### Description of the task
Produce an exact copy of the data below.
:: Given records ::
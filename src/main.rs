use axum::{
    middleware,
    routing::{delete, get, post, put},
    Router,
};
use clap::Parser;
use std::net::SocketAddr;
use std::sync::Arc;
use tokio::net::TcpListener;

use doctor_server::backend::{BackendFactory, DoctorBackend};
use doctor_server::config::AppConfig;
use doctor_server::logging::logging_middleware;
use doctor_server::resource;

#[derive(Parser, Debug)]
#[command(name = "doctor-server")]
#[command(about = "A doctor record CRUD service")]
struct Args {
    /// Configuration file path (default: config.yaml)
    #[arg(short, long, default_value = "config.yaml")]
    config: String,

    /// Port to listen on (overrides config file)
    #[arg(short, long)]
    port: Option<u16>,

    /// Host to bind to (overrides config file)
    #[arg(long)]
    host: Option<String>,
}

async fn setup_backend(
    app_config: &AppConfig,
) -> Result<Arc<dyn DoctorBackend>, Box<dyn std::error::Error>> {
    let backend_config = app_config.database_backend_config()?;

    println!(
        "Setting up {:?} backend...",
        backend_config.database_type
    );

    let backend = BackendFactory::create(&backend_config).await?;
    backend.init_schema().await?;

    Ok(backend)
}

fn build_router(backend: Arc<dyn DoctorBackend>) -> Router {
    Router::new()
        .route("/api/doctors", get(resource::doctor::list_doctors))
        .route("/api/doctors", post(resource::doctor::create_doctor))
        .route("/api/doctors/{id}", get(resource::doctor::get_doctor))
        .route("/api/doctors/{id}", put(resource::doctor::update_doctor))
        .route("/api/doctors/{id}", delete(resource::doctor::delete_doctor))
        .route("/health", get(resource::health::health))
        .layer(middleware::from_fn(logging_middleware))
        .with_state(backend)
}

async fn shutdown_signal() {
    if let Err(e) = tokio::signal::ctrl_c().await {
        eprintln!("Failed to install shutdown signal handler: {}", e);
    }
}

#[tokio::main]
async fn main() -> Result<(), Box<dyn std::error::Error>> {
    // Parse command line arguments
    let args = Args::parse();

    // Initialize tracing for better debugging
    tracing_subscriber::fmt::init();

    // Load configuration from specified file or use defaults
    let (mut app_config, using_defaults) =
        if args.config == "config.yaml" && !std::path::Path::new("config.yaml").exists() {
            println!("No config.yaml found, using default configuration:");
            println!("   - In-memory SQLite database");
            println!("   - Listening on 127.0.0.1:3000\n");
            (AppConfig::default_config(), true)
        } else {
            let config = AppConfig::load_from_file(&args.config)
                .map_err(|e| format!("Failed to load configuration: {}", e))?;
            (config, false)
        };

    // Environment overrides (PORT, DATABASE_URL), then command line arguments
    app_config.apply_env_overrides();
    if let Some(port) = args.port {
        app_config.server.port = port;
    }
    if let Some(host) = args.host {
        app_config.server.host = host;
    }

    if !using_defaults {
        println!("Configuration loaded:");
        println!(
            "   Server: {}:{}",
            app_config.server.host, app_config.server.port
        );
        if let Some(db_config) = &app_config.backend.database {
            println!(
                "   Backend: database/{} ({})",
                db_config.db_type, db_config.url
            );
        } else {
            println!("   Backend: {}", app_config.backend.backend_type);
        }
    }

    // Setup backend; the Arc built here is the single store-client instance
    // shared by every request for the lifetime of the process
    let backend = setup_backend(&app_config).await?;

    let app = build_router(backend.clone());

    // Start the server
    let host: std::net::IpAddr = app_config.server.host.parse().unwrap_or_else(|_| {
        eprintln!(
            "Invalid host address: {}, using 127.0.0.1",
            app_config.server.host
        );
        [127, 0, 0, 1].into()
    });
    let addr = SocketAddr::from((host, app_config.server.port));
    println!("Doctor server listening on {}", addr);
    println!("   Doctors: http://{}/api/doctors", addr);
    println!("   Health:  http://{}/health", addr);

    let listener = TcpListener::bind(&addr).await?;
    axum::serve(listener, app)
        .with_graceful_shutdown(shutdown_signal())
        .await?;

    // Release the store client before exiting
    backend.cleanup().await?;
    println!("Shutdown complete");

    Ok(())
}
:::
### Your solution
filename src/main.rs
use axum::{
    middleware,
    routing::{delete, get, post, put},
    Router,
};
use clap::Parser;
use std::net::SocketAddr;
use std::sync::Arc;
use tokio::net::TcpListener;

use doctor_server::backend::{BackendFactory, DoctorBackend};
use doctor_server::config::AppConfig;
use doctor_server::logging::logging_middleware;
use doctor_server::resource;

#[derive(Parser, Debug)]
#[command(name = "doctor-server")]
#[command(about = "A doctor record CRUD service")]
struct Args {
    /// Configuration file path (default: config.yaml)
    #[arg(short, long, default_value = "config.yaml")]
    config: String,

    /// Port to listen on (overrides config file)
    #[arg(short, long)]
    port: Option<u16>,

    /// Host to bind to (overrides config file)
    #[arg(long)]
    host: Option<String>,
}

async fn setup_backend(
    app_config: &AppConfig,
) -> Result<Arc<dyn DoctorBackend>, Box<dyn std::error::Error>> {
    let backend_config = app_config.database_backend_config()?;

    println!(
        "Setting up {:?} backend...",
        backend_config.database_type
    );

    let backend = BackendFactory::create(&backend_config).await?;
    backend.init_schema().await?;

    Ok(backend)
}

fn build_router(backend: Arc<dyn DoctorBackend>) -> Router {
    Router::new()
        .route("/api/doctors", get(resource::doctor::list_doctors))
        .route("/api/doctors", post(resource::doctor::create_doctor))
        .route("/api/doctors/{id}", get(resource::doctor::get_doctor))
        .route("/api/doctors/{id}", put(resource::doctor::update_doctor))
        .route("/api/doctors/{id}", delete(resource::doctor::delete_doctor))
        .route("/health", get(resource::health::health))
        .layer(middleware::from_fn(logging_middleware))
        .with_state(backend)
}

async fn shutdown_signal() {
    if let Err(e) = tokio::signal::ctrl_c().await {
        eprintln!("Failed to install shutdown signal handler: {}", e);
    }
}

#[tokio::main]
async fn main() -> Result<(), Box<dyn std::error::Error>> {
    // Parse command line arguments
    let args = Args::parse();

    // Initialize tracing for better debugging
    tracing_subscriber::fmt::init();

    // Load configuration from specified file or use defaults
    let (mut app_config, using_defaults) =
        if args.config == "config.yaml" && !std::path::Path::new("config.yaml").exists() {
            println!("No config.yaml found, using default configuration:");
            println!("   - In-memory SQLite database");
            println!("   - Listening on 127.0.0.1:3000\n");
            (AppConfig::default_config(), true)
        } else {
            let config = AppConfig::load_from_file(&args.config)
                .map_err(|e| format!("Failed to load configuration: {}", e))?;
            (config, false)
        };

    // Environment overrides (PORT, DATABASE_URL), then command line arguments
    app_config.apply_env_overrides();
    if let Some(port) = args.port {
        app_config.server.port = port;
    }
    if let Some(host) = args.host {
        app_config.server.host = host;
    }

    if !using_defaults {
        println!("Configuration loaded:");
        println!(
            "   Server: {}:{}",
            app_config.server.host, app_config.server.port
        );
        if let Some(db_config) = &app_config.backend.database {
            println!(
                "   Backend: database/{} ({})",
                db_config.db_type, db_config.url
            );
        } else {
            println!("   Backend: {}", app_config.backend.backend_type);
        }
    }

    // Setup backend; the Arc built here is the single store-client instance
    // shared by every request for the lifetime of the process
    let backend = setup_backend(&app_config).await?;

    let app = build_router(backend.clone());

    // Start the server
    let host: std::net::IpAddr = app_config.server.host.parse().unwrap_or_else(|_| {
        eprintln!(
            "Invalid host address: {}, using 127.0.0.1",
            app_config.server.host
        );
        [127, 0, 0, 1].into()
    });
    let addr = SocketAddr::from((host, app_config.server.port));
    println!("Doctor server listening on {}", addr);
    println!("   Doctors: http://{}/api/doctors", addr);
    println!("   Health:  http://{}/health", addr);

    let listener = TcpListener::bind(&addr).await?;
    axum::serve(listener, app)
        .with_graceful_shutdown(shutdown_signal())
        .await?;

    // Release the store client before exiting
    backend.cleanup().await?;
    println!("Shutdown complete");

    Ok(())
}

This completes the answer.